Стоит отметить, впрочем, что предложенное авторами работ обоснование теории последовательного заселения Земли встретило ряд возражений.
В частности, профессор Университета штата Висконсин Джон Хокс отмечает, что новая работа ученых — насколько бы подробной и масштабной она ни являлась — всего лишь подтверждает открытие 12-летней давности о снижении уровня генетического разнообразия людей при удалении их места обитания от Африки. Именно тогда теория последовательного заселения появилась впервые.
Новые данные, полученные специалистами из Стэнфорда и Мичигана, по словам Хокса, никак не могут служить доказательством справедливости теории, которая выросла из таких же, хотя и существенно меньших по объёму, данных. Она нуждается в проверке с помощью независимых методов — на данный момент научному сообществу не известных.
Хокс предлагает считать не менее справедливыми еще несколько теорий, вполне обоснованно укладывающихся в картину градиентного снижения генетического разнообразия людского населения Земли.
Согласно одному из сценариев развития событий, такое распределение могло сложиться в ходе взаимодействия населения Африки и Евразии в течение длительного времени. В результате этого взаимодействия африканцы вполне могли передать евразийцам целый комплекс своих генов приблизительно в конце плейстоцена. Успешность распространения этого генного комплекса определилась его селективными адаптационными преимуществами, однако степень распространения, разумеется, снижалась бы с удалением от Африки; а следом снижалось бы и генетическое разнообразие.
Второй сценарий развития действительно заключается в миграции больших групп африканских народов в Евразию, однако эта миграция могла вовсе не носить характера последовательного освоения новых земель, а происходить в несколько этапов, каждый из которых осуществился независимо от других. Такая последовательность события также вполне согласуется с современным распределением генетического разнообразия, особенно, если принять во внимание большие временные промежутки между миграционными волнами из Африки.
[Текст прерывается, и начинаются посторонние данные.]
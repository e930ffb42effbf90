use anyhow::{bail, Context};
use async_trait::async_trait;
use tracing::{debug, instrument};
use url::Url;
use uuid::Uuid;

use crate::contract::model::UserProfile;
use crate::domain::ports::ProfileMirror;

/// HTTP adapter for the document store the mobile client reads directly.
pub struct HttpProfileMirror {
    http: reqwest::Client,
    base: Url,
    api_key: String,
}

impl HttpProfileMirror {
    pub fn new(http: reqwest::Client, base: Url, api_key: String) -> Self {
        Self {
            http,
            base,
            api_key,
        }
    }

    fn document_url(&self, user_id: Uuid) -> anyhow::Result<Url> {
        let mut url = self.base.clone();
        url.path_segments_mut()
            .map_err(|_| anyhow::anyhow!("invalid mirror base URL"))?
            .extend(&["v1", "documents", "profiles", &user_id.to_string()]);
        Ok(url)
    }
}

#[async_trait]
impl ProfileMirror for HttpProfileMirror {
    #[instrument(name = "accounts.http.mirror.upsert_profile", skip_all, fields(user_id = %profile.id))]
    async fn upsert_profile(&self, profile: &UserProfile) -> anyhow::Result<()> {
        let url = self.document_url(profile.id)?;

        let body = serde_json::json!({
            "name": profile.name,
            "email": profile.email,
            "relationToDementiaPerson": profile.relation_to_patient,
            "familyId": profile.family_id,
            "avatarKey": profile.avatar_key,
            "avatarUrl": profile.avatar_url,
            "mainChallenges": profile.main_challenges,
            "helpNeeds": profile.help_needs,
            "updatedAt": profile.updated_at,
        });

        let response = self
            .http
            .patch(url)
            .bearer_auth(&self.api_key)
            .json(&body)
            .send()
            .await
            .context("PATCH /v1/documents/profiles/{id}")?;

        if !response.status().is_success() {
            bail!("mirror upsert failed: HTTP {}", response.status());
        }
        Ok(())
    }

    #[instrument(name = "accounts.http.mirror.delete_profile", skip_all, fields(user_id = %user_id))]
    async fn delete_profile(&self, user_id: Uuid) -> anyhow::Result<()> {
        let url = self.document_url(user_id)?;

        let response = self
            .http
            .delete(url)
            .bearer_auth(&self.api_key)
            .send()
            .await
            .context("DELETE /v1/documents/profiles/{id}")?;

        if !response.status().is_success() && response.status() != reqwest::StatusCode::NOT_FOUND {
            bail!("mirror delete failed: HTTP {}", response.status());
        }
        Ok(())
    }
}

/// Mirror used when no document store is configured.
#[derive(Default)]
pub struct NoopProfileMirror;

#[async_trait]
impl ProfileMirror for NoopProfileMirror {
    async fn upsert_profile(&self, profile: &UserProfile) -> anyhow::Result<()> {
        debug!(user_id = %profile.id, "Mirror disabled; skipping profile upsert");
        Ok(())
    }

    async fn delete_profile(&self, user_id: Uuid) -> anyhow::Result<()> {
        debug!(%user_id, "Mirror disabled; skipping profile delete");
        Ok(())
    }
}
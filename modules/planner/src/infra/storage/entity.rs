//! SeaORM entities for the planner module.

pub mod appointment {
    use chrono::{DateTime, NaiveDate, NaiveTime, Utc};
    use sea_orm::entity::prelude::*;
    use uuid::Uuid;

    #[derive(Clone, Debug, PartialEq, DeriveEntityModel)]
    #[sea_orm(table_name = "appointments")]
    pub struct Model {
        #[sea_orm(primary_key, auto_increment = false)]
        pub id: Uuid,
        pub user_id: Uuid,
        pub title: String,
        pub description: Option<String>,
        pub date: NaiveDate,
        pub start_time: NaiveTime,
        pub end_time: NaiveTime,
        pub reminder: bool,
        pub created_at: DateTime<Utc>,
        pub updated_at: DateTime<Utc>,
    }

    #[derive(Copy, Clone, Debug, EnumIter, DeriveRelation)]
    pub enum Relation {}

    impl ActiveModelBehavior for ActiveModel {}

    impl From<Model> for crate::contract::model::Appointment {
        fn from(m: Model) -> Self {
            Self {
                id: m.id,
                user_id: m.user_id,
                title: m.title,
                description: m.description,
                date: m.date,
                start_time: m.start_time,
                end_time: m.end_time,
                reminder: m.reminder,
                created_at: m.created_at,
                updated_at: m.updated_at,
            }
        }
    }
}

pub mod care_log {
    use chrono::{DateTime, Utc};
    use sea_orm::entity::prelude::*;
    use uuid::Uuid;

    #[derive(Clone, Debug, PartialEq, DeriveEntityModel)]
    #[sea_orm(table_name = "logs")]
    pub struct Model {
        #[sea_orm(primary_key, auto_increment = false)]
        pub id: Uuid,
        pub user_id: Uuid,
        pub appointment_id: Option<Uuid>,
        pub text: String,
        pub date: DateTime<Utc>,
        pub created_at: DateTime<Utc>,
        pub updated_at: DateTime<Utc>,
    }

    #[derive(Copy, Clone, Debug, EnumIter, DeriveRelation)]
    pub enum Relation {}

    impl ActiveModelBehavior for ActiveModel {}

    impl From<Model> for crate::contract::model::LogEntry {
        fn from(m: Model) -> Self {
            Self {
                id: m.id,
                user_id: m.user_id,
                appointment_id: m.appointment_id,
                text: m.text,
                date: m.date,
                created_at: m.created_at,
                updated_at: m.updated_at,
            }
        }
    }
}
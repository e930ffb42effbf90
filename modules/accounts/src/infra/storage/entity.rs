//! SeaORM entities for the accounts module.

pub mod user_profile {
    use chrono::{DateTime, Utc};
    use sea_orm::entity::prelude::*;
    use uuid::Uuid;

    #[derive(Clone, Debug, PartialEq, DeriveEntityModel)]
    #[sea_orm(table_name = "user_profiles")]
    pub struct Model {
        #[sea_orm(primary_key, auto_increment = false)]
        pub id: Uuid,
        pub name: String,
        #[sea_orm(unique)]
        pub email: String,
        pub relation_to_patient: String,
        pub family_id: Uuid,
        pub avatar_key: Option<String>,
        pub avatar_url: Option<String>,
        #[sea_orm(column_type = "Json")]
        pub main_challenges: Json,
        #[sea_orm(column_type = "Json")]
        pub help_needs: Json,
        pub terms_accepted_at: DateTime<Utc>,
        pub created_at: DateTime<Utc>,
        pub updated_at: DateTime<Utc>,
    }

    #[derive(Copy, Clone, Debug, EnumIter, DeriveRelation)]
    pub enum Relation {}

    impl ActiveModelBehavior for ActiveModel {}
}

pub mod family_link {
    use chrono::{DateTime, Utc};
    use sea_orm::entity::prelude::*;
    use uuid::Uuid;

    #[derive(Clone, Debug, PartialEq, DeriveEntityModel)]
    #[sea_orm(table_name = "family_links")]
    pub struct Model {
        #[sea_orm(primary_key, auto_increment = false)]
        pub id: Uuid,
        #[sea_orm(unique)]
        pub unique_code: String,
        pub creator_id: Uuid,
        pub family_id: Uuid,
        pub status: String,
        pub member_count: i32,
        pub created_at: DateTime<Utc>,
    }

    #[derive(Copy, Clone, Debug, EnumIter, DeriveRelation)]
    pub enum Relation {}

    impl ActiveModelBehavior for ActiveModel {}
}

pub mod email_change_request {
    use chrono::{DateTime, Utc};
    use sea_orm::entity::prelude::*;
    use uuid::Uuid;

    #[derive(Clone, Debug, PartialEq, DeriveEntityModel)]
    #[sea_orm(table_name = "email_change_requests")]
    pub struct Model {
        #[sea_orm(primary_key, auto_increment = false)]
        pub id: Uuid,
        pub user_id: Uuid,
        pub new_email: String,
        pub code_hash: String,
        pub sent_at: DateTime<Utc>,
        pub verified_at: Option<DateTime<Utc>>,
    }

    #[derive(Copy, Clone, Debug, EnumIter, DeriveRelation)]
    pub enum Relation {}

    impl ActiveModelBehavior for ActiveModel {}
}

pub mod push_token {
    use chrono::{DateTime, Utc};
    use sea_orm::entity::prelude::*;
    use uuid::Uuid;

    #[derive(Clone, Debug, PartialEq, DeriveEntityModel)]
    #[sea_orm(table_name = "push_tokens")]
    pub struct Model {
        #[sea_orm(primary_key, auto_increment = false)]
        pub id: Uuid,
        pub user_id: Uuid,
        pub token: String,
        pub platform: String,
        pub created_at: DateTime<Utc>,
    }

    #[derive(Copy, Clone, Debug, EnumIter, DeriveRelation)]
    pub enum Relation {}

    impl ActiveModelBehavior for ActiveModel {}
}

pub mod notification {
    use chrono::{DateTime, Utc};
    use sea_orm::entity::prelude::*;
    use uuid::Uuid;

    #[derive(Clone, Debug, PartialEq, DeriveEntityModel)]
    #[sea_orm(table_name = "notifications")]
    pub struct Model {
        #[sea_orm(primary_key, auto_increment = false)]
        pub id: Uuid,
        pub user_id: Uuid,
        pub title: String,
        pub body: String,
        pub read: bool,
        pub created_at: DateTime<Utc>,
    }

    #[derive(Copy, Clone, Debug, EnumIter, DeriveRelation)]
    pub enum Relation {}

    impl ActiveModelBehavior for ActiveModel {}
}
Третье предположение, также не противоречащее распределению генетического разнообразия, состоит в том, что население Евразии попросту изначально было малочисленно по сравнению с африканским, потому и не успело на данный эволюционный момент сформировать значительно разнообразных народностей.
Предположение о том, что процесс естественного отбора создал генетически более однообразное население в Евразии и более разношерстное в Африке, также вполне допустимо, так как африканские народы живут на территории, отличающейся большим разнообразием климатических условий. Скорее всего, считает Хокс, все эти четыре сценария имели место и в разной степени оказали свое влияние на генетическое разнообразие современного населения Земли.